Görev hususu kamu düzenine ilişkin olup, dava şartı olması sebebiyle davanın her aşamasında mahkemece resen gözetilmesi gerekir. Mahkememizce görev husus öncelikli olarak incelenmiştir.
Somut olayda davalının tacir olmadığı, gerçek kişi ticari işletme kaydının bulunmadığı, serbest meslek erbabı olduğu ve serbest meslek kazanç defteri tuttuğ—— cevapları ile sabittir.
Tüm dosya kapsamı, taraf iddia ve savunmaları ve bütün deliller birlikte değerlendirildiğinde; davalının tacir olmadığının gelen müzekkere cevapları ile sabit olduğu, dosyaya konu kaçak elektrik tutanağında her ne kadar dava konusu yer ——— eldeki davanın ticari dava olması için tek başına yeterli olmadığı, nispi veya mutlak ticari dava şartlarının bulunması gerektiği, eldeki dosya bakımından bu şartların oluşmadığı dikkate alındığında eldeki dosya bakımından mahkememizin görevli olmadığı ve uyuşmazlığın çözüm yerinin Asliye Hukuk Mahkemeleri olduğuna mahkememizce kanaat getirilmiş, mahkememizin görevsizliği nedeniyle davanın dava şartı yokluğu yönünden usulden reddine karar verilmiştir. —— Karar sayılı ilamı)

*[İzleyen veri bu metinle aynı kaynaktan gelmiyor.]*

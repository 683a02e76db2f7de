//! Swagger From Routes - Swagger 2.0 documents from a web application's route table.
//!
//! Handlers carry their API description in their documentation text: a summary, a free text
//! description and, after a `---` line, a YAML fragment of the Swagger operation. The library
//! completes each fragment with what the application already declares elsewhere and assembles
//! the result into one document.
//!
//! # Architecture
//!
//! 1. [`field`] - Declarative request fields that read, convert and check one value
//! 2. [`form`] - Named field sets with inheritance, bound to handlers, exported as parameters
//! 3. [`schema`] - Maps data-model schemas onto Swagger property descriptors
//! 4. [`response`] - Attaches response schemas to handler metadata
//! 5. [`docstring`] - Splits documentation text into summary, description and fragment
//! 6. [`route`] - Read interface onto the application's route table
//! 7. [`swagger_builder`] - Assembles paths and the namespaced definition table
//! 8. [`manifest`] / [`scanner`] / [`serializer`] - Build-time generation from YAML or JSON
//!    manifests
//!
//! # Example Usage
//!
//! ```
//! use swagger_from_routes::field::{FieldSpec, Source};
//! use swagger_from_routes::form::{FormBinding, FormDecl};
//! use swagger_from_routes::route::{HandlerMeta, Route, StaticRouteTable};
//! use swagger_from_routes::schema::{NumType, SchemaDef, SchemaField};
//! use swagger_from_routes::swagger_builder::swagger;
//!
//! let item = SchemaDef::new("Item")
//!     .field("id", SchemaField::Number(NumType::Int))
//!     .field("title", SchemaField::String)
//!     .build();
//! let page = FormDecl::new("PageForm")
//!     .field("page", FieldSpec::int(Source::Args).optional())
//!     .register();
//!
//! let handler = HandlerMeta::new("app.items", "list_items")
//!     .doc("List items.\n---\ntags: [items]")
//!     .form(FormBinding::new(page))
//!     .with_response(&item, 200)
//!     .unwrap();
//! let table = StaticRouteTable::new().route(Route::function("/items", &["GET"], handler));
//!
//! let doc = swagger(&table).unwrap();
//! assert!(doc.paths["/items"].contains_key("get"));
//! assert!(doc.definitions.contains_key("app.items.list_items:Item"));
//! ```
//!
//! # Command-Line Interface
//!
//! For command-line usage, see the [`cli`] module which provides a complete CLI application.

pub mod cli;
pub mod docstring;
pub mod error;
pub mod field;
pub mod form;
pub mod manifest;
pub mod request;
pub mod response;
pub mod route;
pub mod scanner;
pub mod schema;
pub mod serializer;
pub mod swagger_builder;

HÜKÜM: Gerekçesi yukarıda açıklandığı üzere;
1-Göreve ilişkin dava şartı noksanlığı bulunduğundan HMK’nun 114/1-c ve 115/2. maddeleri uyarınca DAVANIN USULDEN REDDİNE,
2-Yasal sürede başvurulması halinde dosyanın görevli—– Mahkemesine gönderilmesine,
3-HMK’nun 331/2 madde gereğince süresi içerisinde müracaat yapıldığı takdirde yargılama giderlerine gönderilen mahkemece dikkate alınmasına,
4-Kararın kesinleşmesinden itibaren HMK’nun 20/1-son cümle gereği dosyanın iki haftalık süre içerisinde görevli ve yetkili mahkemeye gönderilmesinin istenilmemesi halinde DAVANIN AÇILMAMIŞ SAYILMASINA karar verilmesi için dosyanın yeniden ele alınmasına,
Dair, davacı vekilinin ve davalı asilin yüzüne karşı, gerekçeli kararın tebliğinden itibaren 2 hafta içerisinde İstanbul BAM nezdinde istinaf yolu açık olmak üzere verilen karar açıkça okundu, usulen anlatıldı.